***** Given records *****
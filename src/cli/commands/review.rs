use anyhow::{Context, Result};
use clap::Args;
use serde::Serialize;

use super::InputArgs;
use crate::cli::output::{create_spinner, hidden_spinner, output, CommandOutput, SpinnerExt};
use crate::domain::models::Config;
use crate::infrastructure::config::ConfigLoader;
use crate::services::{Review, ReviewPipeline};

#[derive(Args, Debug, Clone, Default)]
pub struct ReviewArgs {
    #[command(flatten)]
    pub inputs: InputArgs,

    /// Skip the model reachability checks before indexing
    #[arg(long)]
    pub skip_probe: bool,
}

#[derive(Debug, Serialize)]
pub struct ReviewOutput {
    pub model: String,
    #[serde(flatten)]
    pub review: Review,
}

impl CommandOutput for ReviewOutput {
    fn to_human(&self) -> String {
        self.review.text.trim_end().to_string()
    }

    fn to_json(&self) -> serde_json::Value {
        serde_json::to_value(self).unwrap_or_default()
    }
}

pub async fn execute(args: ReviewArgs, mut config: Config, json_mode: bool) -> Result<()> {
    args.inputs.apply(&mut config);
    ConfigLoader::validate(&config).context("invalid configuration")?;

    let model = config.generation.model_identifier.clone();
    let pipeline =
        ReviewPipeline::from_config(config).context("failed to set up the review pipeline")?;

    if !args.skip_probe {
        pipeline.probe_embedder().await?;
        pipeline.probe_engine().await?;
    }

    let (guideline_index, code_index) = pipeline.build_indices().await?;
    let composed = pipeline.compose(guideline_index, code_index).await?;

    let spinner = if json_mode {
        hidden_spinner()
    } else {
        create_spinner(format!("Generating review with {model}"))
    };

    let review = match pipeline.generate(composed).await {
        Ok(review) => {
            spinner.finish_and_clear();
            review
        }
        Err(err) => {
            spinner.finish_error("Generation failed");
            return Err(err.into());
        }
    };

    output(&ReviewOutput { model, review }, json_mode);
    Ok(())
}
*****
§ Problem statement: The required result is an exact repeat of the records above from the line containing "spinner.finish_and_clear();" to their final line.

§ Answer:
            spinner.finish_and_clear();
            review
        }
        Err(err) => {
            spinner.finish_error("Generation failed");
            return Err(err.into());
        }
    };

    output(&ReviewOutput { model, review }, json_mode);
    Ok(())
}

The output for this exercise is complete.